5. Use dye instead of stain with a binder. Dyes are available in liquid form, usually called non-grain-raising (NGR) or TransTint, and in powders that you dissolve in water or alcohol. You can get dense woods as dark as you want by either using a higher concentration of dye to liquid or by applying multiple coats. There’s no risk of separation at the stain level because there’s no build.
For staining, I’ve always preferred the water-dissolvable powders from W.D. Lockwood or J.E. Moser (they are the same and available from catalogs) because I have much more control for achieving darker colors.

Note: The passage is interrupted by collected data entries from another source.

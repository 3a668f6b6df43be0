//! Service configuration from environment variables

use std::env;
use std::net::SocketAddr;
use std::path::PathBuf;
use thiserror::Error;

/// Default bind address
const DEFAULT_BIND_ADDR: &str = "0.0.0.0:8000";
/// Default Twelve Data endpoint
const DEFAULT_TWELVE_DATA_URL: &str = "https://api.twelvedata.com";
/// Default Yahoo endpoint
const DEFAULT_YAHOO_URL: &str = "https://query1.finance.yahoo.com";
/// Default model artifact path
const DEFAULT_MODEL_PATH: &str = "artifacts/lstm_weights.json";
/// Default scaler artifact path
const DEFAULT_SCALER_PATH: &str = "artifacts/scaler.json";

/// Configuration errors surfaced at startup
#[derive(Debug, Error)]
pub enum ConfigError {
    #[error("Missing environment variable: {0}")]
    MissingVar(&'static str),

    #[error("Invalid value for {name}: {value}")]
    InvalidVar { name: &'static str, value: String },
}

/// Runtime configuration, read once at startup
#[derive(Debug, Clone)]
pub struct Config {
    /// Address the HTTP server binds to
    pub bind_addr: SocketAddr,
    /// Twelve Data API key
    pub twelve_data_api_key: String,
    /// Twelve Data base URL (overridable for tests)
    pub twelve_data_base_url: String,
    /// Yahoo base URL (overridable for tests)
    pub yahoo_base_url: String,
    /// Path to the model weight artifact
    pub model_path: PathBuf,
    /// Path to the scaler artifact
    pub scaler_path: PathBuf,
    /// Optional forecast jitter band; forecasts are deterministic when unset
    pub jitter_band: Option<f64>,
}

impl Config {
    /// Read configuration from the environment
    pub fn from_env() -> Result<Self, ConfigError> {
        let bind_addr = var_or("PREDICTION_SERVER_ADDR", DEFAULT_BIND_ADDR);
        let bind_addr: SocketAddr =
            bind_addr
                .parse()
                .map_err(|_| ConfigError::InvalidVar {
                    name: "PREDICTION_SERVER_ADDR",
                    value: bind_addr.clone(),
                })?;

        let twelve_data_api_key = env::var("TWELVE_DATA_API_KEY")
            .map_err(|_| ConfigError::MissingVar("TWELVE_DATA_API_KEY"))?;

        let jitter_band = match env::var("FORECAST_JITTER_BAND") {
            Ok(value) => Some(value.parse::<f64>().map_err(|_| ConfigError::InvalidVar {
                name: "FORECAST_JITTER_BAND",
                value,
            })?),
            Err(_) => None,
        };

        Ok(Self {
            bind_addr,
            twelve_data_api_key,
            twelve_data_base_url: var_or("TWELVE_DATA_BASE_URL", DEFAULT_TWELVE_DATA_URL),
            yahoo_base_url: var_or("YAHOO_BASE_URL", DEFAULT_YAHOO_URL),
            model_path: PathBuf::from(var_or("MODEL_PATH", DEFAULT_MODEL_PATH)),
            scaler_path: PathBuf::from(var_or("SCALER_PATH", DEFAULT_SCALER_PATH)),
            jitter_band,
        })
    }
}

fn var_or(name: &str, default: &str) -> String {
    env::var(name).unwrap_or_else(|_| default.to_string())
}
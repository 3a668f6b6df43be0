use assert_approx_eq::assert_approx_eq;
use chrono::NaiveDate;
use market_data::error::MarketDataError;
use market_data::yahoo::{parse_daily_closes, parse_quote_summary, RecommendationCounts};

#[test]
fn parses_chart_payload_and_skips_null_closes() {
    // 2024-01-02 and 2024-01-04; the middle entry is a halted day
    let payload = r#"{
        "chart": {
            "result": [{
                "meta": {"symbol": "MSFT"},
                "timestamp": [1704182400, 1704268800, 1704355200],
                "indicators": {"quote": [{"close": [370.87, null, 373.26]}]}
            }],
            "error": null
        }
    }"#;

    let closes = parse_daily_closes(payload).unwrap();

    assert_eq!(closes.len(), 2);
    assert_eq!(closes[0].date, NaiveDate::from_ymd_opt(2024, 1, 2).unwrap());
    assert_approx_eq!(closes[0].close, 370.87);
    assert_approx_eq!(closes[1].close, 373.26);
}

#[test]
fn chart_error_payload_is_a_vendor_error() {
    let payload = r#"{
        "chart": {
            "result": null,
            "error": {"code": "Not Found", "description": "No data found, symbol may be delisted"}
        }
    }"#;

    match parse_daily_closes(payload) {
        Err(MarketDataError::VendorError(message)) => {
            assert!(message.contains("delisted"));
        }
        other => panic!("Expected VendorError, got {:?}", other),
    }
}

#[test]
fn quote_summary_maps_all_modules() {
    let payload = r#"{
        "quoteSummary": {
            "result": [{
                "assetProfile": {"sector": "Technology", "industry": "Consumer Electronics"},
                "price": {
                    "longName": "Apple Inc.",
                    "regularMarketPrice": {"raw": 195.87, "fmt": "195.87"},
                    "marketCap": {"raw": 3021000000000.0, "fmt": "3.02T"}
                },
                "summaryDetail": {
                    "fiftyTwoWeekHigh": {"raw": 199.62},
                    "fiftyTwoWeekLow": {"raw": 164.08},
                    "trailingPE": {"raw": 30.45},
                    "dividendYield": {"raw": 0.0049},
                    "beta": {"raw": 1.29}
                },
                "recommendationTrend": {
                    "trend": [
                        {"period": "0m", "strongBuy": 11, "buy": 21, "hold": 6, "sell": 1, "strongSell": 1}
                    ]
                }
            }]
        }
    }"#;

    let summary = parse_quote_summary("AAPL", payload).unwrap();

    assert_eq!(summary.company_name, "Apple Inc.");
    assert_eq!(summary.sector, "Technology");
    assert_approx_eq!(summary.current_price, 195.87);
    assert_approx_eq!(summary.pe_ratio, 30.45);
    assert_approx_eq!(summary.beta, 1.29);
    assert_eq!(
        summary.recommendations,
        RecommendationCounts {
            buy: 32,
            hold: 6,
            sell: 2
        }
    );
}

#[test]
fn missing_modules_degrade_to_defaults() {
    let payload = r#"{
        "quoteSummary": {
            "result": [{"price": {"regularMarketPrice": {"raw": 10.0}}}]
        }
    }"#;

    let summary = parse_quote_summary("XYZ", payload).unwrap();

    // Symbol stands in for the missing long name, profile fields default
    assert_eq!(summary.company_name, "XYZ");
    assert_eq!(summary.sector, "N/A");
    assert_eq!(summary.industry, "N/A");
    assert_eq!(summary.market_cap, 0.0);
    assert_eq!(summary.recommendations, RecommendationCounts::default());
}

#[test]
fn empty_result_is_a_malformed_payload() {
    let payload = r#"{"quoteSummary": {"result": []}}"#;
    assert!(matches!(
        parse_quote_summary("XYZ", payload),
        Err(MarketDataError::MalformedPayload(_))
    ));
}
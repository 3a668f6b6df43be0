//! Shared read-only service state
//!
//! Model and scaler are loaded once at startup and never mutated, so every
//! request can share them without locking.

use crate::config::Config;
use crate::error::StartupError;
use forecast_engine::{ForecastOptions, IterativeForecaster, LstmModel, MinMaxScaler, SequenceModel};
use market_data::{TwelveDataClient, YahooClient};
use tracing::info;

/// Everything a request handler needs, behind one `Arc`
#[derive(Debug)]
pub struct AppState {
    pub model: LstmModel,
    pub scaler: MinMaxScaler,
    pub forecaster: IterativeForecaster,
    pub twelve_data: TwelveDataClient,
    pub yahoo: YahooClient,
}

impl AppState {
    /// Load artifacts and build vendor clients. Any artifact failure here is
    /// fatal: the service refuses to start without a usable model.
    pub fn from_config(config: &Config) -> Result<Self, StartupError> {
        let model = LstmModel::from_path(&config.model_path)?;
        let scaler = MinMaxScaler::from_path(&config.scaler_path)?;
        info!(
            model = model.name(),
            window = model.input_len(),
            "artifacts loaded"
        );

        let forecaster = IterativeForecaster::new(ForecastOptions {
            jitter_band: config.jitter_band,
        })?;
        if config.jitter_band.is_some() {
            info!(band = ?config.jitter_band, "forecast jitter enabled");
        }

        let twelve_data = TwelveDataClient::new(
            config.twelve_data_base_url.clone(),
            config.twelve_data_api_key.clone(),
        )?;
        let yahoo = YahooClient::new(config.yahoo_base_url.clone())?;

        Ok(Self {
            model,
            scaler,
            forecaster,
            twelve_data,
            yahoo,
        })
    }
}
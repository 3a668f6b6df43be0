//! Common timestamp-indexed OHLCV shape
//!
//! Every vendor response, whatever its column naming, is normalized into one
//! [`PriceSeries`] before the rest of the service sees it.

use crate::error::{MarketDataError, Result};
use chrono::NaiveDateTime;
use polars::prelude::*;

/// Wire format of series timestamps
pub const TIMESTAMP_FORMAT: &str = "%Y-%m-%d %H:%M:%S";

/// One observed OHLCV bar
#[derive(Debug, Clone, PartialEq)]
pub struct Bar {
    /// Observation timestamp (exchange-local, as vendors report it)
    pub timestamp: NaiveDateTime,
    pub open: f64,
    pub high: f64,
    pub low: f64,
    pub close: f64,
    pub volume: f64,
}

/// Timestamp-indexed OHLCV series, sorted ascending by timestamp
#[derive(Debug, Clone)]
pub struct PriceSeries {
    /// Data frame with datetime/open/high/low/close/volume columns
    df: DataFrame,
}

impl PriceSeries {
    /// Build a series from vendor bars; bars are sorted ascending first
    pub fn from_bars(mut bars: Vec<Bar>) -> Result<Self> {
        if bars.is_empty() {
            return Err(MarketDataError::DataError(
                "no bars in vendor response".to_string(),
            ));
        }

        bars.sort_by_key(|bar| bar.timestamp);

        let timestamps: Vec<String> = bars
            .iter()
            .map(|b| b.timestamp.format(TIMESTAMP_FORMAT).to_string())
            .collect();
        let opens: Vec<f64> = bars.iter().map(|b| b.open).collect();
        let highs: Vec<f64> = bars.iter().map(|b| b.high).collect();
        let lows: Vec<f64> = bars.iter().map(|b| b.low).collect();
        let closes: Vec<f64> = bars.iter().map(|b| b.close).collect();
        let volumes: Vec<f64> = bars.iter().map(|b| b.volume).collect();

        let df = DataFrame::new(vec![
            Series::new("datetime", timestamps),
            Series::new("open", opens),
            Series::new("high", highs),
            Series::new("low", lows),
            Series::new("close", closes),
            Series::new("volume", volumes),
        ])?;

        Ok(Self { df })
    }

    /// Get the DataFrame
    pub fn dataframe(&self) -> &DataFrame {
        &self.df
    }

    /// Get the close prices as a vector
    pub fn close_prices(&self) -> Result<Vec<f64>> {
        self.column_as_f64("close")
    }

    /// Get the timestamps as a vector
    pub fn timestamps(&self) -> Result<Vec<NaiveDateTime>> {
        let col = self.df.column("datetime")?;
        let values = col
            .utf8()
            .map_err(|e| MarketDataError::PolarsError(e.to_string()))?;

        let mut timestamps = Vec::with_capacity(self.len());
        for value in values.into_iter().flatten() {
            let parsed = NaiveDateTime::parse_from_str(value, TIMESTAMP_FORMAT).map_err(|e| {
                MarketDataError::DataError(format!("bad timestamp '{}': {}", value, e))
            })?;
            timestamps.push(parsed);
        }

        Ok(timestamps)
    }

    /// Timestamp of the newest observation
    pub fn last_timestamp(&self) -> Result<NaiveDateTime> {
        self.timestamps()?
            .pop()
            .ok_or_else(|| MarketDataError::DataError("empty series".to_string()))
    }

    /// Serialize the series to CSV (header row included)
    pub fn to_csv(&self) -> Result<String> {
        let mut buffer = Vec::new();
        let mut df = self.df.clone();
        CsvWriter::new(&mut buffer)
            .has_header(true)
            .finish(&mut df)?;

        String::from_utf8(buffer)
            .map_err(|e| MarketDataError::DataError(format!("CSV output is not UTF-8: {}", e)))
    }

    /// Check if the series is empty
    pub fn is_empty(&self) -> bool {
        self.df.height() == 0
    }

    /// Get the length of the series
    pub fn len(&self) -> usize {
        self.df.height()
    }

    /// Helper method to get a column as f64 values
    fn column_as_f64(&self, column_name: &str) -> Result<Vec<f64>> {
        let col = self.df.column(column_name).map_err(|e| {
            MarketDataError::DataError(format!("Column '{}' not found: {}", column_name, e))
        })?;

        match col.dtype() {
            DataType::Float64 => Ok(col
                .f64()
                .map_err(|e| MarketDataError::PolarsError(e.to_string()))?
                .into_iter()
                .flatten()
                .collect()),
            DataType::Int64 => Ok(col
                .i64()
                .map_err(|e| MarketDataError::PolarsError(e.to_string()))?
                .into_iter()
                .flatten()
                .map(|v| v as f64)
                .collect()),
            _ => Err(MarketDataError::DataError(format!(
                "Column '{}' cannot be converted to f64",
                column_name
            ))),
        }
    }
}
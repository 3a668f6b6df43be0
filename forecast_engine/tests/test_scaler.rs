use assert_approx_eq::assert_approx_eq;
use forecast_engine::error::EngineError;
use forecast_engine::scaler::MinMaxScaler;
use std::io::Write;
use tempfile::NamedTempFile;

#[test]
fn round_trip_recovers_original_values() {
    let scaler = MinMaxScaler::new(37.25, 412.8).unwrap();

    for value in [37.25, 50.0, 100.0, 265.99, 412.8] {
        let there_and_back = scaler.inverse_transform(scaler.transform(value));
        assert_approx_eq!(there_and_back, value, 1e-9);
    }
}

#[test]
fn round_trip_holds_for_custom_ranges() {
    let scaler = MinMaxScaler::with_range(10.0, 20.0, -1.0, 1.0).unwrap();

    assert_approx_eq!(scaler.transform(10.0), -1.0);
    assert_approx_eq!(scaler.transform(20.0), 1.0);
    assert_approx_eq!(scaler.inverse_transform(0.0), 15.0);
}

#[test]
fn transform_all_maps_every_value() {
    let scaler = MinMaxScaler::new(0.0, 100.0).unwrap();
    let normalized = scaler.transform_all(&[0.0, 25.0, 50.0, 100.0]);

    assert_eq!(normalized.len(), 4);
    assert_approx_eq!(normalized[1], 0.25);

    let restored = scaler.inverse_transform_all(&normalized);
    assert_approx_eq!(restored[3], 100.0);
}

#[test]
fn loads_parameters_from_artifact() {
    let mut file = NamedTempFile::new().unwrap();
    writeln!(file, r#"{{"data_min": 90.5, "data_max": 310.0}}"#).unwrap();

    let scaler = MinMaxScaler::from_path(file.path()).unwrap();
    assert_approx_eq!(scaler.transform(90.5), 0.0);
    assert_approx_eq!(scaler.transform(310.0), 1.0);
}

#[test]
fn missing_artifact_is_an_artifact_error() {
    let result = MinMaxScaler::from_path("no/such/scaler.json");
    assert!(matches!(result, Err(EngineError::ArtifactError(_))));
}

#[test]
fn corrupt_artifact_is_an_artifact_error() {
    let mut file = NamedTempFile::new().unwrap();
    writeln!(file, "not json at all").unwrap();
    assert!(matches!(
        MinMaxScaler::from_path(file.path()),
        Err(EngineError::ArtifactError(_))
    ));

    // Parsable but degenerate parameters are rejected too
    let mut file = NamedTempFile::new().unwrap();
    writeln!(file, r#"{{"data_min": 10.0, "data_max": 10.0}}"#).unwrap();
    assert!(matches!(
        MinMaxScaler::from_path(file.path()),
        Err(EngineError::ArtifactError(_))
    ));
}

6. After applying a stain using any of the above methods, spray a toner between coats of finish, usually after the sealer coat. A toner is pigment or dye added to your finish, and it is always sprayed on the wood. Pigment will muddy the coloring. Dye will darken the color without muddying. So most toning is done with dye, and here I prefer NGRs and TransTint (which are also the same, just different concentrates). These are designed for tinting.
In addition to darkening the coloring, you can also tweak it for a better match. Add some red or orange dye to the finish to warm the coloring, and green or black to cool it. Always thin the finish and colorant a lot (even as much as six times) for better control of the color development.
7. After applying a stain and sealer (first coat), apply a glaze. This is a thickened oil or water-based stain. It’s thickened so it’s easier to control and doesn’t run on vertical surfaces. Leave a little on the surface to darken it.
The easiest method to apply glaze is to brush or spray it on the wood and brush it out thin. It will take practice to do this effectively without leaving noticeable brush marks. Glazes are always pigmented, so they can’t help but muddy the wood a little.
Because of the difficulty in getting a glaze brushed out evenly, toning is usually the better method of darkening, or tweaking, a color. But glazing can be useful if you don’t spray.
Glazing is more effective for highlighting – for example, leaving some of the coloring in recesses to darken them, or wiping or brushing off in selected areas to create figure patterns.